Como se dijo en su momento durante el estado de alarma y así lo han confirmado varios tribunales constitucionales de países de la Unión Europea, se pueden celebrar reuniones, manifestaciones y elecciones, cuestión que me parece absolutamente incompatible con la declaración de un estado de excepción.

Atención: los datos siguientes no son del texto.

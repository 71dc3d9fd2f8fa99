//! Room code generation.

use std::sync::{Mutex, PoisonError};

use rand::rngs::StdRng;
use rand::{Rng, SeedableRng};

/// Characters room codes are drawn from.
pub const CODE_ALPHABET: &[u8] = b"ABCDEFGHIJKLMNOPQRSTUVWXYZ0123456789";

/// Produces candidate room codes.
///
/// The registry checks candidates for collisions, so a generator only has
/// to produce well-formed codes, not unique ones.
pub trait CodeGenerator: Send + Sync {
    /// Returns a candidate code of `len` characters from [`CODE_ALPHABET`].
    fn generate(&self, len: usize) -> String;
}

/// Uniformly random codes from a CSPRNG.
pub struct RandomCodeGenerator {
    rng: Mutex<StdRng>,
}

impl RandomCodeGenerator {
    /// Seeds from the operating system.
    pub fn new() -> Self {
        Self {
            rng: Mutex::new(StdRng::from_os_rng()),
        }
    }

    /// A reproducible sequence, for tests.
    pub fn seeded(seed: u64) -> Self {
        Self {
            rng: Mutex::new(StdRng::seed_from_u64(seed)),
        }
    }
}

impl Default for RandomCodeGenerator {
    fn default() -> Self {
        Self::new()
    }
}

impl CodeGenerator for RandomCodeGenerator {
    fn generate(&self, len: usize) -> String {
        // RNG state stays valid across a poisoned lock.
        let mut rng = self.rng.lock().unwrap_or_else(PoisonError::into_inner);
        (0..len)
            .map(|_| {
                let index = rng.random_range(0..CODE_ALPHABET.len());
                char::from(CODE_ALPHABET[index])
            })
            .collect()
    }
}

Por si los magistrados mayoritarios del Tribunal Constitucional tiene alguna duda, la despejarán con la lectura de la Ley Orgánica 2/1980, de 18 de enero, sobre regulación de las distintas modalidades de referéndum, que, en su artículo cuarto, dispone que no podrá celebrarse referéndum en ninguna de sus modalidades durante la vigencia de los estados de excepción y sitio en ninguno de los ámbitos territoriales en los que se realiza la consulta o en los noventa días posteriores a su levantamiento.

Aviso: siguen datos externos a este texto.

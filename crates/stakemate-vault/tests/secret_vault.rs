//! Escrow properties of the vault: round trips, tamper detection, versioning.

use stakemate_vault::{
    FORMAT_VERSION, MasterKey, SecretEnvelope, SecretVault, VaultError,
};

fn vault_with(byte: u8) -> SecretVault {
    SecretVault::new(MasterKey::from_bytes([byte; 32]))
}

/// Rebuilds `envelope` with one of its parts replaced.
fn rebuild(
    envelope: &SecretEnvelope,
    edit: impl FnOnce(&mut Vec<u8>, &mut [u8; 12], &mut [u8; 16], &mut u8),
) -> SecretEnvelope {
    let mut ciphertext = envelope.ciphertext().to_vec();
    let mut nonce = *envelope.nonce();
    let mut tag = *envelope.tag();
    let mut version = envelope.format_version();
    edit(&mut ciphertext, &mut nonce, &mut tag, &mut version);
    SecretEnvelope::from_parts(ciphertext, nonce, tag, version)
}

#[test]
fn test_round_trip_for_varied_secrets() {
    let vault = vault_with(1);
    for secret in [
        "alpha",
        "beta",
        "x",
        "a secret with spaces and punctuation!?",
        "ünïcødé ♞ secrets",
        &"long".repeat(256),
    ] {
        let envelope = vault.encrypt(secret).unwrap();
        assert_eq!(vault.decrypt(&envelope).unwrap().as_str(), secret);
    }
}

#[test]
fn test_flipped_ciphertext_bit_is_detected() {
    let vault = vault_with(1);
    let envelope = vault.encrypt("beta").unwrap();
    let tampered = rebuild(&envelope, |c, _, _, _| c[0] ^= 0x01);
    assert!(matches!(
        vault.decrypt(&tampered),
        Err(VaultError::TamperedOrWrongKey)
    ));
}

#[test]
fn test_flipped_tag_bit_is_detected() {
    let vault = vault_with(1);
    let envelope = vault.encrypt("beta").unwrap();
    let tampered = rebuild(&envelope, |_, _, t, _| t[15] ^= 0x80);
    assert!(matches!(
        vault.decrypt(&tampered),
        Err(VaultError::TamperedOrWrongKey)
    ));
}

#[test]
fn test_altered_nonce_is_detected() {
    let vault = vault_with(1);
    let envelope = vault.encrypt("beta").unwrap();
    let tampered = rebuild(&envelope, |_, n, _, _| n[0] ^= 0xff);
    assert!(matches!(
        vault.decrypt(&tampered),
        Err(VaultError::TamperedOrWrongKey)
    ));
}

#[test]
fn test_truncated_ciphertext_is_detected() {
    let vault = vault_with(1);
    let envelope = vault.encrypt("beta").unwrap();
    let tampered = rebuild(&envelope, |c, _, _, _| {
        c.pop();
    });
    assert!(matches!(
        vault.decrypt(&tampered),
        Err(VaultError::TamperedOrWrongKey)
    ));
}

#[test]
fn test_wrong_key_is_indistinguishable_from_tampering() {
    let envelope = vault_with(1).encrypt("beta").unwrap();
    assert!(matches!(
        vault_with(2).decrypt(&envelope),
        Err(VaultError::TamperedOrWrongKey)
    ));
}

#[test]
fn test_unknown_format_version_is_rejected_before_decryption() {
    let vault = vault_with(1);
    let envelope = vault.encrypt("beta").unwrap();
    let future = rebuild(&envelope, |_, _, _, v| *v = FORMAT_VERSION + 1);
    assert!(matches!(
        vault.decrypt(&future),
        Err(VaultError::UnsupportedFormatVersion(v)) if v == FORMAT_VERSION + 1
    ));
}

#[test]
fn test_ephemeral_vaults_cannot_open_each_others_envelopes() {
    let first = SecretVault::ephemeral();
    let second = SecretVault::ephemeral();
    let envelope = first.encrypt("alpha").unwrap();
    assert_eq!(first.decrypt(&envelope).unwrap().as_str(), "alpha");
    assert!(second.decrypt(&envelope).is_err());
}
//! Wire protocol for Stakemate.
//!
//! This crate defines the "language" that clients and the server speak:
//!
//! - **Types** ([`ConnectionId`], [`RoomCode`], [`Side`], [`RoomSnapshot`], ...)
//!   shared by every layer above.
//! - **Frames** ([`ClientFrame`], [`ServerFrame`], [`ServerEvent`], [`Reply`]):
//!   the request/response pairs and server pushes that travel on the wire.
//! - **Codec** ([`Codec`] trait, [`JsonCodec`]): how frames are converted
//!   to and from text.
//! - **Errors** ([`ProtocolError`]).
//!
//! The protocol layer knows nothing about rooms or sockets. It only knows how
//! messages are shaped.
//!
//! ```text
//! Transport (text frames) → Protocol (ClientFrame / ServerFrame) → Coordinator
//! ```

mod codec;
mod error;
mod message;
mod types;

pub use codec::Codec;
#[cfg(feature = "json")]
pub use codec::JsonCodec;
pub use error::ProtocolError;
pub use message::{
    ClientFrame, ClientRequest, ErrorKind, Reply, ServerEvent, ServerFrame,
};
pub use types::{
    ConnectionId, PlayerView, RoomCode, RoomSnapshot, RoomStatus, Side,
    TerminationReason,
};

/// The protocol version announced in the `welcome` event.
pub const PROTOCOL_VERSION: u32 = 1;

El Boletín Oficial del Estado de 8 de mayo de 2020, por el que se prorroga el estado de alarma, establece en su Disposición Adicional Séptima ante la previsión de elecciones autonómicas en Galicia y en el País Vasco: “La vigencia del estado de alarma no supondrá obstáculo alguno a la realización de las actuaciones electorales precisas para el desarrollo de elecciones convocadas a los parlamentos de Comunidades Autónomas”. Es evidente que esta realidad sería absolutamente imposible de conjugar con un estado de excepción.
Una vez más, los jueces, en este caso los del Tribunal Constitucional, han anulado, de manera injustificada e innecesaria, la labor legislativa refrendada por el Parlamento con una abrumadora mayoría favorable, en principio también la de Vox, y escasas abstenciones, olvidando que el Derecho no lo hacen los jueces. Su labor se limita a interpretarlo con arreglo a los principios generales del Derecho, que marcan la racionalidad que debe imperar en la función jurisdiccional de todos los jueces, también los del Constitucional. La resolución solo puede traer consecuencias perturbadoras. Los pesos y contrapesos que constituyen la esencia de la democracia y de la división de poderes se han desequilibrado de forma alarmante.
José Antonio Martín Pallín es abogado. Comisionado español de la Comisión Internacional de Juristas (Ginebra). Ha sido Fiscal y Magistrado del Tribunal Supremo.